Consider using these types of narratives or descriptions for relative location exercises and for developing the space of navigation. The narratives correspond to natural ways in which we acquire representations of environments, from a single external viewpoint, from travelling through the environment, and from viewing an environment from a height.
Maps constructed from reading or listening to any perspective can be highly accurate and can assist in instilling mental representations of environments into learners.
o gaze description
This perspective can be used to describe smaller environments, those that can be seen from a single viewpoint, such as a room from an entrance. Landmarks are described from the stationary viewpoint of an observer relative to each other in terms of the observer’s left and right. For example, “The desk is left of the bed, and the bookcase is left of the desk.”
This example could be used in the Foundation Phase or early Intermediate Phase. Ask the children to draw a sign post showing where things are in relation to where they are sitting.

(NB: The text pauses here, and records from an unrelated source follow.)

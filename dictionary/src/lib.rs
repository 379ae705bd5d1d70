//! This crate implements a standard DICOM attribute dictionary.
//!
//! - [`data_element`] contains the run-time dictionary:
//!   a registry of the attributes covered by this library,
//!   provided as a singleton behind the unit type
//!   [`StandardDataDictionary`].
//! - [`tags`] contains the same attributes as compile-time constants,
//!   which perform an equivalent mapping without a look-up cost.

pub mod data_element;
pub mod tags;

mod entries;

pub use data_element::{StandardDataDictionary, StandardDataDictionaryRegistry};
//! DICOM value deserialization
use std::fmt;
use std::str::FromStr;

use serde::Deserialize;

/// A person name in its DICOM JSON representation,
/// split into its component groups.
#[derive(Debug, Clone, PartialEq, Deserialize)]
pub struct DicomJsonPerson {
    #[serde(rename = "Alphabetic")]
    alphabetic: String,
    #[serde(rename = "Ideographic")]
    ideographic: Option<String>,
    #[serde(rename = "Phonetic")]
    phonetic: Option<String>,
}

impl fmt::Display for DicomJsonPerson {
    fn fmt(&self, f: &mut fmt::Formatter<'_>) -> fmt::Result {
        match self {
            DicomJsonPerson {
                alphabetic,
                ideographic: None,
                phonetic: None,
            } => write!(f, "{alphabetic}"),
            DicomJsonPerson {
                alphabetic,
                ideographic: Some(ideographic),
                phonetic: None,
            } => write!(f, "{alphabetic}={ideographic}"),
            DicomJsonPerson {
                alphabetic,
                ideographic: None,
                phonetic: Some(phonetic),
            } => write!(f, "{alphabetic}=={phonetic}"),
            DicomJsonPerson {
                alphabetic,
                ideographic: Some(ideographic),
                phonetic: Some(phonetic),
            } => write!(f, "{alphabetic}={ideographic}={phonetic}"),
        }
    }
}

/// A URI pointing to bulk data kept out of band.
#[derive(Debug, Clone, PartialEq, Deserialize)]
pub struct BulkDataUri(String);

/// A numeric JSON value which may also come as a string,
/// such as the non-finite float tokens `"NaN"` and `"inf"`.
#[derive(Debug, Clone, PartialEq, Deserialize)]
#[serde(untagged)]
pub enum NumberOrText<N> {
    Number(N),
    Text(String),
}

impl<N> NumberOrText<N>
where
    N: Clone,
    N: FromStr,
{
    pub fn to_num(&self) -> Result<N, <N as FromStr>::Err> {
        match self {
            NumberOrText::Number(num) => Ok(num.clone()),
            NumberOrText::Text(text) => text.parse(),
        }
    }
}

impl<N> fmt::Display for NumberOrText<N>
where
    N: fmt::Display,
{
    fn fmt(&self, f: &mut fmt::Formatter<'_>) -> fmt::Result {
        match self {
            NumberOrText::Number(number) => fmt::Display::fmt(number, f),
            NumberOrText::Text(text) => f.write_str(text),
        }
    }
}

/// Inline binary data:
/// either a single base64 string,
/// or an array of base64 strings for encapsulated pixel data,
/// one per frame.
#[derive(Debug, Clone, PartialEq, Deserialize)]
#[serde(untagged)]
pub enum InlineBinaryData {
    Single(String),
    Frames(Vec<String>),
}
impl_from_number_for_primitive!(i16, I16);
impl_from_number_for_primitive!(u16, U16);
impl_from_number_for_primitive!(i32, I32);
impl_from_number_for_primitive!(u32, U32);
impl_from_number_for_primitive!(i64, I64);
impl_from_number_for_primitive!(u64, U64);
impl_from_number_for_primitive!(f32, F32);
impl_from_number_for_primitive!(f64, F64);

/// Representation of a full DICOM value, which may be primitive,
/// a sequence of nested data set items,
/// or a list of encapsulated pixel data frames.
///
/// `I` is the type of the nested data set items.
#[derive(Debug, Clone, PartialEq)]
pub enum Value<I> {
    /// Primitive value.
    Primitive(PrimitiveValue),
    /// A complex sequence of items.
    Sequence(C<I>),
    /// Reassembled encapsulated pixel data, one buffer per frame.
    /// The basic offset table is consumed on read
    /// and recomputed on write, never stored.
    Frames(C<Vec<u8>>),
}

impl<I> Value<I> {
    /// Retrieve the specific type of this value.
    pub fn value_type(&self) -> ValueType {
        match self {
            Value::Primitive(v) => v.value_type(),
            Value::Sequence(_) => ValueType::Sequence,
            Value::Frames(_) => ValueType::Frames,
        }
    }

    /// Gets a reference to the primitive value.
    pub fn primitive(&self) -> Option<&PrimitiveValue> {
        match self {
            Value::Primitive(v) => Some(v),
            _ => None,
        }
    }

    /// Gets a reference to the items of a sequence.
    ///
    /// Returns `None` if the value is not a data set sequence.
    pub fn items(&self) -> Option<&[I]> {
        match self {
            Value::Sequence(items) => Some(items),
            _ => None,
        }
    }

    /// Gets a reference to the frames of an encapsulated pixel data value.
    ///
    /// Returns `None` if the value is not a frame list.
    pub fn frames(&self) -> Option<&[Vec<u8>]> {
        match self {
            Value::Frames(frames) => Some(frames),
            _ => None,
        }
    }

    /// Convert the value into a single string,
    /// delegating to [`PrimitiveValue::to_str`].
    pub fn to_str(&self) -> Result<Cow<'_, str>, CastValueError> {
        match self {
            Value::Primitive(prim) => Ok(prim.to_str()),
            value => Err(CastValueError {
                requested: "string",
                got: value.value_type(),
            }),
        }
    }

    /// Convert the value into a sequence of strings,
    /// delegating to [`PrimitiveValue::to_multi_str`].
    pub fn to_multi_str(&self) -> Result<Cow<'_, [String]>, CastValueError> {
        match self {
            Value::Primitive(prim) => Ok(prim.to_multi_str()),
            value => Err(CastValueError {
                requested: "strings",
                got: value.value_type(),
            }),
        }
    }
}

impl<I> From<PrimitiveValue> for Value<I> {
    fn from(v: PrimitiveValue) -> Self {
        Value::Primitive(v)
    }
}

impl<I> From<&str> for Value<I> {
    fn from(v: &str) -> Self {
        Value::Primitive(v.into())
    }
}

impl<I> From<String> for Value<I> {
    fn from(v: String) -> Self {
        Value::Primitive(v.into())
    }
}

/// A data element in memory: a tag, a value representation and a value.
///
/// `I` is the type of the nested data set items
/// (usually the containing data set type itself).
#[derive(Debug, Clone, PartialEq)]
pub struct DataElement<I> {
    tag: Tag,
    vr: VR,
    value: Value<I>,
}

impl<I> DataElement<I> {
    /// Create a new element with the given properties.
    pub fn new<T: Into<Tag>, V: Into<Value<I>>>(tag: T, vr: VR, value: V) -> Self {
        DataElement {
            tag: tag.into(),
            vr,
            value: value.into(),
        }
    }

    /// Create a new element with no value.
    pub fn empty<T: Into<Tag>>(tag: T, vr: VR) -> Self {
        DataElement {
            tag: tag.into(),
            vr,
            value: Value::Primitive(PrimitiveValue::Empty),
        }
    }

    /// Retrieve the element's tag.
    #[inline]
    pub fn tag(&self) -> Tag {
        self.tag
    }

    /// Retrieve the element's value representation.
    #[inline]
    pub fn vr(&self) -> VR {
        self.vr
    }

    /// Retrieve the element's value.
    #[inline]
    pub fn value(&self) -> &Value<I> {
        &self.value
    }

    /// Move the value out of the element.
    #[inline]
    pub fn into_value(self) -> Value<I> {
        self.value
    }

    /// Gets a reference to the items of a sequence value.
    pub fn items(&self) -> Option<&[I]> {
        self.value.items()
    }

    /// Gets a reference to the frames of an encapsulated pixel data value.
    pub fn frames(&self) -> Option<&[Vec<u8>]> {
        self.value.frames()
    }

    /// Convert the value into a single string.
    pub fn to_str(&self) -> Result<Cow<'_, str>, CastValueError> {
        self.value.to_str()
    }
}

#[cfg(test)]
mod tests {
    use super::*;
    use smallvec::smallvec;

    #[test]
    fn primitive_to_str_joins_with_backslash() {
        let v = PrimitiveValue::Strs(smallvec!["DERIVED".to_owned(), "PRIMARY".to_owned()]);
        assert_eq!(v.to_str(), "DERIVED\\PRIMARY");
        assert_eq!(v.multiplicity(), 2);

        let v = PrimitiveValue::U16(smallvec![8, 16]);
        assert_eq!(v.to_str(), "8\\16");
    }

    #[test]
    fn primitive_to_multi_str_splits_text() {
        let v = PrimitiveValue::Str("one\\two".to_owned());
        assert_eq!(
            &*v.to_multi_str(),
            &["one".to_owned(), "two".to_owned()][..]
        );

        assert!(PrimitiveValue::Empty.to_multi_str().is_empty());
    }

    #[test]
    fn casts_report_the_actual_type() {
        let v = PrimitiveValue::from(5_u16);
        assert_eq!(v.uint16(), Ok(5));
        assert_eq!(
            v.string(),
            Err(CastValueError {
                requested: "string",
                got: ValueType::U16,
            })
        );
    }

    #[test]
    fn element_accessors() {
        let e: DataElement<()> = DataElement::new(Tag(0x0010, 0x0010), VR::PN, "Doe^John");
        assert_eq!(e.tag(), Tag(0x0010, 0x0010));
        assert_eq!(e.vr(), VR::PN);
        assert_eq!(e.to_str().unwrap(), "Doe^John");
        assert!(e.items().is_none());

        let e: DataElement<()> = DataElement::empty(Tag(0x0008, 0x0008), VR::CS);
        assert_eq!(e.value(), &Value::Primitive(PrimitiveValue::Empty));
    }
}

The arrows indicate the location of the objects / people in relation to the child (labelled “Me”). The length of the arrow indicates the distance between the child and the object / person. The children could make their sign posts more interesting by using pictures instead of words.
o route perspective
The narrative or description takes a changing point of view within an environment, addressing the reader or listener as “you,” describing you navigating through an environment, locating landmarks relative to your changing position in terms of your left, right, front, and back. For example, “As you drive down Cape Road, you will pass the bank on your right and the post office on your left. Turn right on Mount Road and the restaurant will be on your left.”
o survey perspective
The narrative or description takes a stationary viewpoint above the environment, locating landmarks relative to each other in terms of an extrinsic frame of reference, typically, north-south-east-west. For example, “The bank is east of the post office and the restaurant is north of the post office.”
For both these examples, learners could be put into pairs. One learner describes locations from one of the perspectives whilst the other learner attempts to draw a map or diagram of the environment described, using the locations highlighted. Depending on the ages of the learners, these environments could be local (the school, local community) or more universal.
If you have used approaches like those mentioned above, I’d love to hear what they are. Join me next time for another theme in spatial literacy education.
References used in this article
- Goodchild, M. F. (2006). The Fourth R ? Rethinking GIS Education. ArcNews Online, (September 2005).
- Leeuwen, W. S. V. (2009). Spatial literacy : the ABC of the ( X , Y , Z ) The five senses of GIS in education.
- McInerney, M. (2005). Spatial technology and spatial literacy in primary schools. Australian Geography Teachers Association.
- National Research Council. (2000). Learning to Think Spatially: GIS as a Support System in the K-12 Curriculum. Washington DC. doi: 10.1089/15245940050156012.
- Tversky, B. (2005). Functional significance of visuospatial representations. The Cambridge Handbook of Visuospatial Thinking, 1–34.